The answer must be the full listing, reproduced word for word.

= = = = = = =

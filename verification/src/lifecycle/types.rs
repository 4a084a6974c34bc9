//! State types for the lookup lifecycle.

use crate::types::{ClassifiedResult, Pipeline};
use chrono::{DateTime, Utc};
use std::fmt;

/// Ticket identifying one submission within a pipeline
#[derive(Debug, Clone, Copy, PartialEq, Eq, PartialOrd, Ord, Hash)]
pub struct RequestId(u64);

impl RequestId {
    /// Create a request id
    #[must_use]
    pub const fn new(id: u64) -> Self {
        Self(id)
    }

    /// Numeric value
    #[must_use]
    pub const fn get(self) -> u64 {
        self.0
    }
}

impl fmt::Display for RequestId {
    fn fmt(&self, f: &mut fmt::Formatter<'_>) -> fmt::Result {
        write!(f, "#{}", self.0)
    }
}

/// Where the single-flight slot is
#[derive(Debug, Clone, PartialEq, Eq, Default)]
pub enum LookupPhase {
    /// Nothing submitted yet
    #[default]
    Idle,

    /// A lookup is in flight
    Submitting {
        /// Ticket of the in-flight request
        request_id: RequestId,
        /// When it was accepted
        started_at: DateTime<Utc>,
    },

    /// The last accepted request finished
    Settled {
        /// Ticket of the request that settled
        request_id: RequestId,
        /// What the user sees
        result: ClassifiedResult,
        /// When it settled
        settled_at: DateTime<Utc>,
    },
}

/// State of one pipeline
#[derive(Debug, Clone, PartialEq, Eq)]
pub struct LookupState {
    pipeline: Pipeline,
    pub(crate) phase: LookupPhase,
    pub(crate) last_accepted: Option<RequestId>,
    pub(crate) ignored_submissions: u64,
    pub(crate) stale_completions: u64,
}

impl LookupState {
    /// Fresh idle state for a pipeline
    #[must_use]
    pub const fn new(pipeline: Pipeline) -> Self {
        Self {
            pipeline,
            phase: LookupPhase::Idle,
            last_accepted: None,
            ignored_submissions: 0,
            stale_completions: 0,
        }
    }

    /// Pipeline this state belongs to
    #[must_use]
    pub const fn pipeline(&self) -> Pipeline {
        self.pipeline
    }

    /// Current phase
    #[must_use]
    pub const fn phase(&self) -> &LookupPhase {
        &self.phase
    }

    /// Ticket of the in-flight request, if any
    #[must_use]
    pub const fn in_flight(&self) -> Option<RequestId> {
        match &self.phase {
            LookupPhase::Submitting { request_id, .. } => Some(*request_id),
            LookupPhase::Idle | LookupPhase::Settled { .. } => None,
        }
    }

    /// True while a lookup is in flight
    #[must_use]
    pub const fn is_loading(&self) -> bool {
        self.in_flight().is_some()
    }

    /// Result of the last settled request
    #[must_use]
    pub const fn result(&self) -> Option<&ClassifiedResult> {
        match &self.phase {
            LookupPhase::Settled { result, .. } => Some(result),
            LookupPhase::Idle | LookupPhase::Submitting { .. } => None,
        }
    }

    /// Ticket of the request that produced the current result
    #[must_use]
    pub const fn settled(&self) -> Option<RequestId> {
        match &self.phase {
            LookupPhase::Settled { request_id, .. } => Some(*request_id),
            LookupPhase::Idle | LookupPhase::Submitting { .. } => None,
        }
    }

    /// Ticket of the most recently accepted submission
    #[must_use]
    pub const fn last_accepted(&self) -> Option<RequestId> {
        self.last_accepted
    }

    /// Submissions dropped because a request was in flight
    #[must_use]
    pub const fn ignored_submissions(&self) -> u64 {
        self.ignored_submissions
    }

    /// Verdicts dropped because their request was no longer in flight
    #[must_use]
    pub const fn stale_completions(&self) -> u64 {
        self.stale_completions
    }

    /// What a front end renders
    #[must_use]
    pub fn view(&self) -> LookupView {
        LookupView {
            is_loading: self.is_loading(),
            result: self.result().cloned(),
        }
    }
}

/// Tri-state view: idle (`false`, `None`), in flight (`true`, `None`),
/// settled (`false`, `Some`)
#[derive(Debug, Clone, PartialEq, Eq)]
pub struct LookupView {
    /// A lookup is in flight
    pub is_loading: bool,
    /// Last settled result
    pub result: Option<ClassifiedResult>,
}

= = = = = = =

RESULT BELOW »
filename verification/src/lifecycle/types.rs
repository 4a084a6974c34bc9
//! State types for the lookup lifecycle.

use crate::types::{ClassifiedResult, Pipeline};
use chrono::{DateTime, Utc};
use std::fmt;

/// Ticket identifying one submission within a pipeline
#[derive(Debug, Clone, Copy, PartialEq, Eq, PartialOrd, Ord, Hash)]
pub struct RequestId(u64);

impl RequestId {
    /// Create a request id
    #[must_use]
    pub const fn new(id: u64) -> Self {
        Self(id)
    }

    /// Numeric value
    #[must_use]
    pub const fn get(self) -> u64 {
        self.0
    }
}

impl fmt::Display for RequestId {
    fn fmt(&self, f: &mut fmt::Formatter<'_>) -> fmt::Result {
        write!(f, "#{}", self.0)
    }
}

/// Where the single-flight slot is
#[derive(Debug, Clone, PartialEq, Eq, Default)]
pub enum LookupPhase {
    /// Nothing submitted yet
    #[default]
    Idle,

    /// A lookup is in flight
    Submitting {
        /// Ticket of the in-flight request
        request_id: RequestId,
        /// When it was accepted
        started_at: DateTime<Utc>,
    },

    /// The last accepted request finished
    Settled {
        /// Ticket of the request that settled
        request_id: RequestId,
        /// What the user sees
        result: ClassifiedResult,
        /// When it settled
        settled_at: DateTime<Utc>,
    },
}

/// State of one pipeline
#[derive(Debug, Clone, PartialEq, Eq)]
pub struct LookupState {
    pipeline: Pipeline,
    pub(crate) phase: LookupPhase,
    pub(crate) last_accepted: Option<RequestId>,
    pub(crate) ignored_submissions: u64,
    pub(crate) stale_completions: u64,
}

impl LookupState {
    /// Fresh idle state for a pipeline
    #[must_use]
    pub const fn new(pipeline: Pipeline) -> Self {
        Self {
            pipeline,
            phase: LookupPhase::Idle,
            last_accepted: None,
            ignored_submissions: 0,
            stale_completions: 0,
        }
    }

    /// Pipeline this state belongs to
    #[must_use]
    pub const fn pipeline(&self) -> Pipeline {
        self.pipeline
    }

    /// Current phase
    #[must_use]
    pub const fn phase(&self) -> &LookupPhase {
        &self.phase
    }

    /// Ticket of the in-flight request, if any
    #[must_use]
    pub const fn in_flight(&self) -> Option<RequestId> {
        match &self.phase {
            LookupPhase::Submitting { request_id, .. } => Some(*request_id),
            LookupPhase::Idle | LookupPhase::Settled { .. } => None,
        }
    }

    /// True while a lookup is in flight
    #[must_use]
    pub const fn is_loading(&self) -> bool {
        self.in_flight().is_some()
    }

    /// Result of the last settled request
    #[must_use]
    pub const fn result(&self) -> Option<&ClassifiedResult> {
        match &self.phase {
            LookupPhase::Settled { result, .. } => Some(result),
            LookupPhase::Idle | LookupPhase::Submitting { .. } => None,
        }
    }

    /// Ticket of the request that produced the current result
    #[must_use]
    pub const fn settled(&self) -> Option<RequestId> {
        match &self.phase {
            LookupPhase::Settled { request_id, .. } => Some(*request_id),
            LookupPhase::Idle | LookupPhase::Submitting { .. } => None,
        }
    }

    /// Ticket of the most recently accepted submission
    #[must_use]
    pub const fn last_accepted(&self) -> Option<RequestId> {
        self.last_accepted
    }

    /// Submissions dropped because a request was in flight
    #[must_use]
    pub const fn ignored_submissions(&self) -> u64 {
        self.ignored_submissions
    }

    /// Verdicts dropped because their request was no longer in flight
    #[must_use]
    pub const fn stale_completions(&self) -> u64 {
        self.stale_completions
    }

    /// What a front end renders
    #[must_use]
    pub fn view(&self) -> LookupView {
        LookupView {
            is_loading: self.is_loading(),
            result: self.result().cloned(),
        }
    }
}

/// Tri-state view: idle (`false`, `None`), in flight (`true`, `None`),
/// settled (`false`, `Some`)
#[derive(Debug, Clone, PartialEq, Eq)]
pub struct LookupView {
    /// A lookup is in flight
    pub is_loading: bool,
    /// Last settled result
    pub result: Option<ClassifiedResult>,
}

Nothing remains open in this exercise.